Known Bugs & Protocol Quirks
Reverse engineering real hardware often reveals undocumented behaviors or bugs. This page lists the known quirks of the Boks firmware that developers should be aware of when implementing custom clients.
1. Deleting Single-Use Codes (Opcode 0x0D)
When sending a command to delete a single-use code via Bluetooth (Opcode 0x0D), the hardware behavior is inconsistent with the rest of the protocol.
- The Quirk: Even if the code is successfully deleted from the device's internal storage, the firmware returns a
CODE_OPERATION_ERROR(0x78) instead of a success notification.
2. ConfigKey Encoding & Transmission
The ConfigKey authentication mechanism uses a specific format that differs from standard binary protocols.
- ASCII Transmission: Although the ConfigKey is a hexadecimal representation of 4 bytes, it is always transmitted as an 8-character ASCII string in the payload of authenticated packets.
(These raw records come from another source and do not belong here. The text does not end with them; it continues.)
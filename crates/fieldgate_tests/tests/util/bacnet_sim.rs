// Fieldgate Rust Source Code File
//
// Copyright 2024-2026 Fieldgate Project Developers. All rights reserved.
//
// Licensed under the BSD 3-Clause license. See LICENSE file in the project root
// for full license information.

//! Minimal BACnet/IP device simulator: answers Who-Is with I-Am and serves
//! present-value reads for a couple of analog objects. Received invoke ids
//! are recorded so tests can check monotonicity.

use fieldgate_proto_bacnet::frame::{
  BacnetValue, SERVICE_READ_PROPERTY, SERVICE_WRITE_PROPERTY, decode_confirmed_request,
  encode_complex_ack, encode_error, encode_i_am, encode_simple_ack, is_who_is,
};
use std::sync::{Arc, Mutex};
use tokio::net::UdpSocket;

pub struct BacnetSim {
  pub address: String,
  pub invoke_ids: Arc<Mutex<Vec<u8>>>,
}

/// Spawn a simulator advertising `device_instance` and `vendor_id`.
/// Objects served: AI:1 = 22.5, AI:2 = 14.0, AI:3 = 45.0, AV:1 = 24.0.
pub async fn spawn(device_instance: u32, vendor_id: u16) -> BacnetSim {
  let socket = UdpSocket::bind("127.0.0.1:0").await.expect("bind simulator");
  let address = socket.local_addr().expect("local addr").to_string();
  let invoke_ids = Arc::new(Mutex::new(Vec::new()));
  let seen = invoke_ids.clone();
  tokio::spawn(async move {
    let mut buffer = [0u8; 1500];
    loop {
      let Ok((received, from)) = socket.recv_from(&mut buffer).await else {
        return;
      };
      let frame = &buffer[..received];
      let reply = if is_who_is(frame) {
        Some(encode_i_am(device_instance, 1476, 0x03, vendor_id))
      } else {
        match decode_confirmed_request(frame) {
          Ok((service, invoke_id, object_type, instance, _property, value)) => {
            seen.lock().expect("invoke id log").push(invoke_id);
            match service {
              SERVICE_READ_PROPERTY => match (object_type, instance) {
                (0, 1) => Some(encode_complex_ack(invoke_id, 0, 1, 85, &BacnetValue::Real(22.5))),
                (0, 2) => Some(encode_complex_ack(invoke_id, 0, 2, 85, &BacnetValue::Real(14.0))),
                (0, 3) => Some(encode_complex_ack(invoke_id, 0, 3, 85, &BacnetValue::Real(45.0))),
                (2, 1) => Some(encode_complex_ack(invoke_id, 2, 1, 85, &BacnetValue::Real(24.0))),
                // error class 1 (object), code 31 (unknown-object)
                _ => Some(encode_error(invoke_id, service, 0x01, 0x1F)),
              },
              SERVICE_WRITE_PROPERTY if value.is_some() => Some(encode_simple_ack(invoke_id, service)),
              _ => Some(encode_error(invoke_id, service, 0x05, 0x00)),
            }
          }
          Err(_) => None,
        }
      };
      if let Some(reply) = reply {
        let _ = socket.send_to(&reply, from).await;
      }
    }
  });
  BacnetSim { address, invoke_ids }
}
This is less efficient than sending the raw 4 bytes but is strictly required by the firmware parser.
- Byte Order (Endianness): The firmware expects the 8-character hex string to be transmitted in Little Endian hex ASCII, but then re-sequences it internally before comparison.
- Example: If your key is
AABBCCDD, it might need to be sent asDDCCBBAAdepending on the opcode and firmware version.
3. Master Key Volatility (Flash Masking)
The Boks hardware does not store the complete 32-byte Master Key in its long-term flash memory.
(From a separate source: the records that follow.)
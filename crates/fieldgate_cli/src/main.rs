// Fieldgate Rust Source Code File
//
// Copyright 2024-2026 Fieldgate Project Developers. All rights reserved.
//
// Licensed under the BSD 3-Clause license. See LICENSE file in the project root
// for full license information.

mod options;

use anyhow::{Context, bail};
use fieldgate::Gateway;
use fieldgate_ml::ModelBundle;
use options::{Command, FieldgateArgs, IngestArgs, ServeArgs};
use std::path::Path;
use tokio::signal::ctrl_c;
use tracing::info;
use tracing_subscriber::{filter::EnvFilter, layer::SubscriberExt, util::SubscriberInitExt};

const VERSION: &str = env!("CARGO_PKG_VERSION");

fn setup_logging(level: &str) {
  let filter = EnvFilter::try_from_default_env().unwrap_or_else(|_| EnvFilter::new(level));
  tracing_subscriber::registry()
    .with(filter)
    .with(tracing_subscriber::fmt::layer())
    .init();
}

#[tokio::main]
async fn main() -> anyhow::Result<()> {
  let args: FieldgateArgs = argh::from_env();
  if args.version {
    println!("fieldgate {VERSION}");
    return Ok(());
  }
  setup_logging(&args.log);

  match args.command {
    Some(Command::Serve(serve)) => run_serve(serve).await,
    Some(Command::Ingest(ingest)) => run_ingest(ingest).await,
    None => bail!("no command given; try `fieldgate serve` or `fieldgate ingest <path>`"),
  }
}

async fn run_serve(args: ServeArgs) -> anyhow::Result<()> {
  info!("fieldgate {VERSION} starting");
  let storage_dir = Path::new(args.storage_dir());
  if args.write_default_models() {
    ModelBundle::write_defaults(&storage_dir.join("models")).context("cannot write default models")?;
    info!("wrote default model weights to {}", storage_dir.join("models").display());
  }

  let gateway = Gateway::builder()
    .storage_dir(storage_dir)
    .default_connectors()
    .finish()
    .await
    .context("gateway startup failed")?;

  info!(
    "listening on {}:{} (operator) / {}:{} (orchestrator)",
    args.host(),
    args.listen_port(),
    args.host(),
    args.mcp_port()
  );
  info!(
    "field ports: bacnet {} (udp), modbus {} (tcp); discovery {} ms × {} attempts",
    args.bacnet_port(),
    args.modbus_port(),
    args.discovery_timeout_ms(),
    args.max_discovery_attempts()
  );
  for spec in gateway.registry().all() {
    info!(
      "protocol {}: {} port {}, timeout {:?}, {} retries",
      spec.name(),
      spec.transport(),
      spec.default_port(),
      spec.request_timeout(),
      spec.retry_attempts()
    );
  }
  let stats = gateway.index_stats().await;
  info!(
    "{} descriptors, vector index dimension {} with {} records",
    gateway.store().len(),
    stats.dimension(),
    stats.count()
  );
  for model in gateway.model_info() {
    if model.loaded() {
      info!(
        "model {}: {}→{} ({} bytes)",
        model.name(),
        model.input_size(),
        model.output_size(),
        model.size_bytes()
      );
    } else {
      info!("model {}: not present, rule path active", model.name());
    }
  }

  info!("gateway ready; ctrl-c to stop");
  ctrl_c().await.context("signal handler failed")?;
  info!("shutting down");
  Ok(())
}

async fn run_ingest(args: IngestArgs) -> anyhow::Result<()> {
  let gateway = Gateway::builder()
    .storage_dir(Path::new(args.storage_dir()))
    .seed_builtins(false)
    .finish()
    .await
    .context("gateway startup failed")?;

  match gateway.ingest_document(Path::new(args.path())).await {
    Ok(descriptor) => {
      println!(
        "accepted {}: {} {} ({}, {} parameters, {} error codes{})",
        descriptor.device_id(),
        descriptor.manufacturer(),
        descriptor.model(),
        descriptor.protocol_name(),
        descriptor.parameters().len(),
        descriptor.error_codes().len(),
        if descriptor.partial() { ", partial" } else { "" }
      );
      Ok(())
    }
    Err(e) => bail!("rejected {}: {e}", args.path()),
  }
}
- The Quirk: When a Master Key is provided (via provisioning or regeneration), the hardware uses the full key to derive the initial pool of codes. However, before persisting the key to the Flash Data Storage (FDS), it zeroes out several bytes (usually the first 8 bytes).
- Consequence: This means the hardware cannot "re-generate" its own codes pool from its internal storage if they are lost; the full key must be provided again by the client for any regeneration operation.
4. History Age Precision
The 3-byte age field in history events (0x03 burst) is calculated by the firmware relative to its internal uptime.
- The Quirk: If the device reboots, the uptime is reset. The age reported for events prior to the reboot might be calculated incorrectly or based on a legacy timestamp if the RTC (Real Time Clock) was not synchronized.
- Consequence: The absolute date must be calculated by subtracting the age from the current time at the moment of reception.
5. Multi-Use Code Generation
As noted in the Protocol Guide, firmware versions strictly greater than 4.3.3 have disabled the generation of new Multi-Use codes.
- The Quirk: Sending a
CREATE_MULTI_USE_CODE(0x13) on these versions will return an error, even if the payload and authentication are correct.